**Exercise description**: Print each entry verbatim.

**Extracted records**:
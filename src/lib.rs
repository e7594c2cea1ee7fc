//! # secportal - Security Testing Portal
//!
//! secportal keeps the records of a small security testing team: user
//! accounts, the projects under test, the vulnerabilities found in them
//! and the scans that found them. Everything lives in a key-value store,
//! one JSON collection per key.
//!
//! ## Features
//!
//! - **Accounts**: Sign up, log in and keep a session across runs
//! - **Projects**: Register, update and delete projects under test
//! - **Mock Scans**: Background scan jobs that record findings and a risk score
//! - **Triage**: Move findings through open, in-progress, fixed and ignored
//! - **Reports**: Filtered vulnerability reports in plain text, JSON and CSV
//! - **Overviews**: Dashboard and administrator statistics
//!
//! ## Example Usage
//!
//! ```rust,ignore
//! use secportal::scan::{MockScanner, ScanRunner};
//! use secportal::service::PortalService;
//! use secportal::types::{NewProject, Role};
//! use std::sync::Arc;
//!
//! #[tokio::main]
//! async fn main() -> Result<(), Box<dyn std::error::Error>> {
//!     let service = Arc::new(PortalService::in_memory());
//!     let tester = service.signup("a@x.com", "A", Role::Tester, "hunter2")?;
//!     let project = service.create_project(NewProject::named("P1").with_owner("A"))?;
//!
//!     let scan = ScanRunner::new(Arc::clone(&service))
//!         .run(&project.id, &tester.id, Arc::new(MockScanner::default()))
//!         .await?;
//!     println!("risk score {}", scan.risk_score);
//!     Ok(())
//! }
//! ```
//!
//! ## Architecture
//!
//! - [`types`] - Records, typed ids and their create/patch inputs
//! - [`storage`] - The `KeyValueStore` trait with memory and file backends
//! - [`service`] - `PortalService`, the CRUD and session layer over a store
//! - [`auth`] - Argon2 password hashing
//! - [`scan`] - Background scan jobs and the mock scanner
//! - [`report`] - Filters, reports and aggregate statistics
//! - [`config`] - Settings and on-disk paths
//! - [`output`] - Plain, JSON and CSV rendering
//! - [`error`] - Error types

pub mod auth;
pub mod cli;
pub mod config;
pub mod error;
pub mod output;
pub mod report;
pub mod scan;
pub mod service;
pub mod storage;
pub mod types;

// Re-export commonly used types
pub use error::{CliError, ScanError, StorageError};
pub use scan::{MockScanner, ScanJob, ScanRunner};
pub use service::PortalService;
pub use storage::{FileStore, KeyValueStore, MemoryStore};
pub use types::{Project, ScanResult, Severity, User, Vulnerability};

**Your response**:
filename src/lib.rs
repository e7594c2cea1ee7fc
//! # secportal - Security Testing Portal
//!
//! secportal keeps the records of a small security testing team: user
//! accounts, the projects under test, the vulnerabilities found in them
//! and the scans that found them. Everything lives in a key-value store,
//! one JSON collection per key.
//!
//! ## Features
//!
//! - **Accounts**: Sign up, log in and keep a session across runs
//! - **Projects**: Register, update and delete projects under test
//! - **Mock Scans**: Background scan jobs that record findings and a risk score
//! - **Triage**: Move findings through open, in-progress, fixed and ignored
//! - **Reports**: Filtered vulnerability reports in plain text, JSON and CSV
//! - **Overviews**: Dashboard and administrator statistics
//!
//! ## Example Usage
//!
//! ```rust,ignore
//! use secportal::scan::{MockScanner, ScanRunner};
//! use secportal::service::PortalService;
//! use secportal::types::{NewProject, Role};
//! use std::sync::Arc;
//!
//! #[tokio::main]
//! async fn main() -> Result<(), Box<dyn std::error::Error>> {
//!     let service = Arc::new(PortalService::in_memory());
//!     let tester = service.signup("a@x.com", "A", Role::Tester, "hunter2")?;
//!     let project = service.create_project(NewProject::named("P1").with_owner("A"))?;
//!
//!     let scan = ScanRunner::new(Arc::clone(&service))
//!         .run(&project.id, &tester.id, Arc::new(MockScanner::default()))
//!         .await?;
//!     println!("risk score {}", scan.risk_score);
//!     Ok(())
//! }
//! ```
//!
//! ## Architecture
//!
//! - [`types`] - Records, typed ids and their create/patch inputs
//! - [`storage`] - The `KeyValueStore` trait with memory and file backends
//! - [`service`] - `PortalService`, the CRUD and session layer over a store
//! - [`auth`] - Argon2 password hashing
//! - [`scan`] - Background scan jobs and the mock scanner
//! - [`report`] - Filters, reports and aggregate statistics
//! - [`config`] - Settings and on-disk paths
//! - [`output`] - Plain, JSON and CSV rendering
//! - [`error`] - Error types

pub mod auth;
pub mod cli;
pub mod config;
pub mod error;
pub mod output;
pub mod report;
pub mod scan;
pub mod service;
pub mod storage;
pub mod types;

// Re-export commonly used types
pub use error::{CliError, ScanError, StorageError};
pub use scan::{MockScanner, ScanJob, ScanRunner};
pub use service::PortalService;
pub use storage::{FileStore, KeyValueStore, MemoryStore};
pub use types::{Project, ScanResult, Severity, User, Vulnerability};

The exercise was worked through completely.